**Data for review**
--------

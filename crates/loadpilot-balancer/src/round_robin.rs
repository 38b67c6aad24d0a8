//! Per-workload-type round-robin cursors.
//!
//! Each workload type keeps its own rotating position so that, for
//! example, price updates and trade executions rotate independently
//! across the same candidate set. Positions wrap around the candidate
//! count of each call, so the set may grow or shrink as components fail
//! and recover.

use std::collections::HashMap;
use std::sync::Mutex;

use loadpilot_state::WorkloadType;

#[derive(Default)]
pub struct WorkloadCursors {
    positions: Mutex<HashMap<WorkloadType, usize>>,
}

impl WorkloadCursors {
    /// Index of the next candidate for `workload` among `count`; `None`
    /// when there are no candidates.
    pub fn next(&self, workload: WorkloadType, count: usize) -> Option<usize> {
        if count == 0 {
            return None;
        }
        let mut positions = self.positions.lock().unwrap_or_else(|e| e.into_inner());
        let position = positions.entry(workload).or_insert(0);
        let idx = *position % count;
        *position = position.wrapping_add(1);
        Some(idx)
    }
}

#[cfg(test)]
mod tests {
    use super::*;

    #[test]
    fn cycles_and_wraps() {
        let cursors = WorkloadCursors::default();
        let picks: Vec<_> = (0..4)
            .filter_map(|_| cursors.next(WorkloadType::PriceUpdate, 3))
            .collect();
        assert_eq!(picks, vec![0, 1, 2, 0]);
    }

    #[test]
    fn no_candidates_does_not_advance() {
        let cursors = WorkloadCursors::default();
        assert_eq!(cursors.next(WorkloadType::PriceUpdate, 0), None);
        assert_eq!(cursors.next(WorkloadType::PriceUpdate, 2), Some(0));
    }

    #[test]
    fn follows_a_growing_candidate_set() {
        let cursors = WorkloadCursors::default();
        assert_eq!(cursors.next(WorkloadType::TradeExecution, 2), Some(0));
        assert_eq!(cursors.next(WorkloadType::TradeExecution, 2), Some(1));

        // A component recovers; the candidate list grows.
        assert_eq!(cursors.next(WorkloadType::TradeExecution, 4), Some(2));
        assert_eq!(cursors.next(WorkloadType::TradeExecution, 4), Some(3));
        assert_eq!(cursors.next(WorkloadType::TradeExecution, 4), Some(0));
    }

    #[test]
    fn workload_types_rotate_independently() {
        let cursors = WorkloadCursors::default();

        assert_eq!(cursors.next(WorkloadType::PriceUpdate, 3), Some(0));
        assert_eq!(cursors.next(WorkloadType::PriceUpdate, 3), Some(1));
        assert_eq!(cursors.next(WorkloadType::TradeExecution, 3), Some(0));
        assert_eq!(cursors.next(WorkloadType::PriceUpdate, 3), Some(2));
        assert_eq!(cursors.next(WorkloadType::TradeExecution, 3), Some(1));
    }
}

--------

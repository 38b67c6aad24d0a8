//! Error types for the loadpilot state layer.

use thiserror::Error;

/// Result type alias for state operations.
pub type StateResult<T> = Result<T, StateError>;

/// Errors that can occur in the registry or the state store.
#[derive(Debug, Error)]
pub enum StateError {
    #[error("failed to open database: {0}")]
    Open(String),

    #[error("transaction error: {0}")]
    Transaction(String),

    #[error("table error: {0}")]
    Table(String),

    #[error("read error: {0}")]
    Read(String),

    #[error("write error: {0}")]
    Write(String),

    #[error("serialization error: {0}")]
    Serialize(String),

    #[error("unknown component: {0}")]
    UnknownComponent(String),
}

--------

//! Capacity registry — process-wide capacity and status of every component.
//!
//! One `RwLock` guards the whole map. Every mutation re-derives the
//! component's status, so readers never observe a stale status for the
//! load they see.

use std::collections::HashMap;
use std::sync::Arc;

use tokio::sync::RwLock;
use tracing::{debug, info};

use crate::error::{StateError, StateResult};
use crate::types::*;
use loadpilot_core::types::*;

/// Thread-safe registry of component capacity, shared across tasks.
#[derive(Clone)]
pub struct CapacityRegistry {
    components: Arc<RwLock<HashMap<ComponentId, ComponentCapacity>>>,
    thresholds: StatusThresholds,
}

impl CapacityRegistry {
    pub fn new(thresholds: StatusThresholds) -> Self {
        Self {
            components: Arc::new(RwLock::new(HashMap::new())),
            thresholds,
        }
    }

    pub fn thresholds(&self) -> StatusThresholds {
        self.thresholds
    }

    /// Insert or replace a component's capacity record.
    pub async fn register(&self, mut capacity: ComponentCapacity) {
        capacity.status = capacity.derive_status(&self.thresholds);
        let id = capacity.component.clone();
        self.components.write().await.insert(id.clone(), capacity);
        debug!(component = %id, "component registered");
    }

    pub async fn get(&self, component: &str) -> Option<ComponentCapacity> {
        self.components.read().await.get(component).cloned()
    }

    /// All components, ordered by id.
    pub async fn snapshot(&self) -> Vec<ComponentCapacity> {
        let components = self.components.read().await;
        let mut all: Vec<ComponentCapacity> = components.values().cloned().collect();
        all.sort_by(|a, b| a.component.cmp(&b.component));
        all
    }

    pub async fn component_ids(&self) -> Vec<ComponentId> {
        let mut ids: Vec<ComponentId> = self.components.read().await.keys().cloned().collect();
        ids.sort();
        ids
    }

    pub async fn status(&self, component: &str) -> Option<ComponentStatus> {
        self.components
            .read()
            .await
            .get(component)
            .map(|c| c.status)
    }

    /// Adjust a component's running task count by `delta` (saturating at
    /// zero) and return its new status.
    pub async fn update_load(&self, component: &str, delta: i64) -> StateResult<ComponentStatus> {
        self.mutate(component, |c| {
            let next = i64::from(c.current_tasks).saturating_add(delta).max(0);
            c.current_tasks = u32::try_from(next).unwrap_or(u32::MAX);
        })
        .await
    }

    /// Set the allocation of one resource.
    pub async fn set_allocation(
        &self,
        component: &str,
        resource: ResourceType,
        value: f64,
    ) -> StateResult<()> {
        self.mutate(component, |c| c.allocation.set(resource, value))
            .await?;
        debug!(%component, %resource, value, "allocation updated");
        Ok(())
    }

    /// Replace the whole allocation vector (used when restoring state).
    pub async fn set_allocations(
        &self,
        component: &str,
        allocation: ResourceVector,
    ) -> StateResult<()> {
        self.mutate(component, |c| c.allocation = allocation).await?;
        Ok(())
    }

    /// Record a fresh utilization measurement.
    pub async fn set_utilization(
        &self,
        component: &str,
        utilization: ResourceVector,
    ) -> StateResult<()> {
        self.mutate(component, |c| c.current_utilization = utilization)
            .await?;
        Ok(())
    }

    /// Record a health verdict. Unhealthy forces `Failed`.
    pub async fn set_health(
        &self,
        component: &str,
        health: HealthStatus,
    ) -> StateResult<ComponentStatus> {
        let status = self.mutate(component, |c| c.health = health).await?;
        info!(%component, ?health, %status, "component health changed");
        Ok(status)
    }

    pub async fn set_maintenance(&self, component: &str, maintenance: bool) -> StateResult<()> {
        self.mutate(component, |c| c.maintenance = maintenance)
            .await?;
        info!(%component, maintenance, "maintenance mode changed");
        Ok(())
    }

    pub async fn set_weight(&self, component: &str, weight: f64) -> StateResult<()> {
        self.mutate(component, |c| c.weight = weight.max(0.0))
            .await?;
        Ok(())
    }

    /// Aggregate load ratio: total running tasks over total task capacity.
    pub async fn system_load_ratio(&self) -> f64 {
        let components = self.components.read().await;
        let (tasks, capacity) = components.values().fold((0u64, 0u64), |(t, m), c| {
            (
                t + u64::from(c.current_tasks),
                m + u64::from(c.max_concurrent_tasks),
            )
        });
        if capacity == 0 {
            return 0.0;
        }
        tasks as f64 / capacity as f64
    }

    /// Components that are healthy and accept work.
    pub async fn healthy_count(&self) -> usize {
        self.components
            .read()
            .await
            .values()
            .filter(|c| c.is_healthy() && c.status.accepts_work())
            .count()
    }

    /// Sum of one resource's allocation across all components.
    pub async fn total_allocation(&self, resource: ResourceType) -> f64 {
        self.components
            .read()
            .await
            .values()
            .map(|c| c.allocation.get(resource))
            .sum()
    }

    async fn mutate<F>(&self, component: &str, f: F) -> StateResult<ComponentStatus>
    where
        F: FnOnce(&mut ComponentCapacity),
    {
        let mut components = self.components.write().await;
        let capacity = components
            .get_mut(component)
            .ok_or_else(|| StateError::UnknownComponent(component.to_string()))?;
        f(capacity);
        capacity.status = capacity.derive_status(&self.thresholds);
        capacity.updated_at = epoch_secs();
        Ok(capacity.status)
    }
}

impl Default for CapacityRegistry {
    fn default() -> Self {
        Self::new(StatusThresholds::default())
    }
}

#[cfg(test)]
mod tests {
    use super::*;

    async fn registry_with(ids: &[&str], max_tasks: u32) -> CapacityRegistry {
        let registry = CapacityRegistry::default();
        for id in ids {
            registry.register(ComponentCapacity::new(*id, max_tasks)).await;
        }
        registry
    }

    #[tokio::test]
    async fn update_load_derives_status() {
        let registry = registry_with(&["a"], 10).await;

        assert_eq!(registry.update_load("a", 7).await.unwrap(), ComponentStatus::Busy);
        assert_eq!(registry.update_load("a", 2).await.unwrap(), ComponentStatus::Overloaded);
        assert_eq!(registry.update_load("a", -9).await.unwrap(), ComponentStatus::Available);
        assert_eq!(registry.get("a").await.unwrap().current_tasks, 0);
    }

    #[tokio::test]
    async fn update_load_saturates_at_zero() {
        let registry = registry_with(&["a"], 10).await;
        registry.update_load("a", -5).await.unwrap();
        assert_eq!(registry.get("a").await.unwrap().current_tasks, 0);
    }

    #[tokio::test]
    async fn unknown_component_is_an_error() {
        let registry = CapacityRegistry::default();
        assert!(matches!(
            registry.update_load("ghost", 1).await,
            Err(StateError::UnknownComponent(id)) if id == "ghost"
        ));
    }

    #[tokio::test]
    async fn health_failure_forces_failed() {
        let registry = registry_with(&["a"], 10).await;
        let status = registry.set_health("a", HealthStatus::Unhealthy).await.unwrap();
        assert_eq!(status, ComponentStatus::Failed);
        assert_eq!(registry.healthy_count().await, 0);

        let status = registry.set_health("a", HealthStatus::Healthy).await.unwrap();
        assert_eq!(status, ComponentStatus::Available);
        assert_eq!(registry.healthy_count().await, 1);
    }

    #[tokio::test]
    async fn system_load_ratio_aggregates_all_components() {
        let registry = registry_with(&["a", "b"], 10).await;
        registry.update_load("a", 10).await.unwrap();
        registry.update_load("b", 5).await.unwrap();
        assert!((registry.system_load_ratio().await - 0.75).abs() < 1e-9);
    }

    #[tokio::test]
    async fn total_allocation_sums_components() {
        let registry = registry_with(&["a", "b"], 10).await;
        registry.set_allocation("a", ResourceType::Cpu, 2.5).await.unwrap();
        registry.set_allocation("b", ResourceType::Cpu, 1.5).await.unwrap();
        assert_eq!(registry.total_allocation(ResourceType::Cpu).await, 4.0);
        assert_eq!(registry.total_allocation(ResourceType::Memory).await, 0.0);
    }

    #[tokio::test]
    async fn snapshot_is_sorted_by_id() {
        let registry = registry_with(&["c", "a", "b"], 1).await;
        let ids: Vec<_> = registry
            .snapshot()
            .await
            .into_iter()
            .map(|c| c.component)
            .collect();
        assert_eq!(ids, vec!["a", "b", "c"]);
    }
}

--------

**Exercise**
Go through the material above, and wherever a line holds the word "when", copy it.

**Answer to the problem**
    /// when there are no candidates.
    /// Replace the whole allocation vector (used when restoring state).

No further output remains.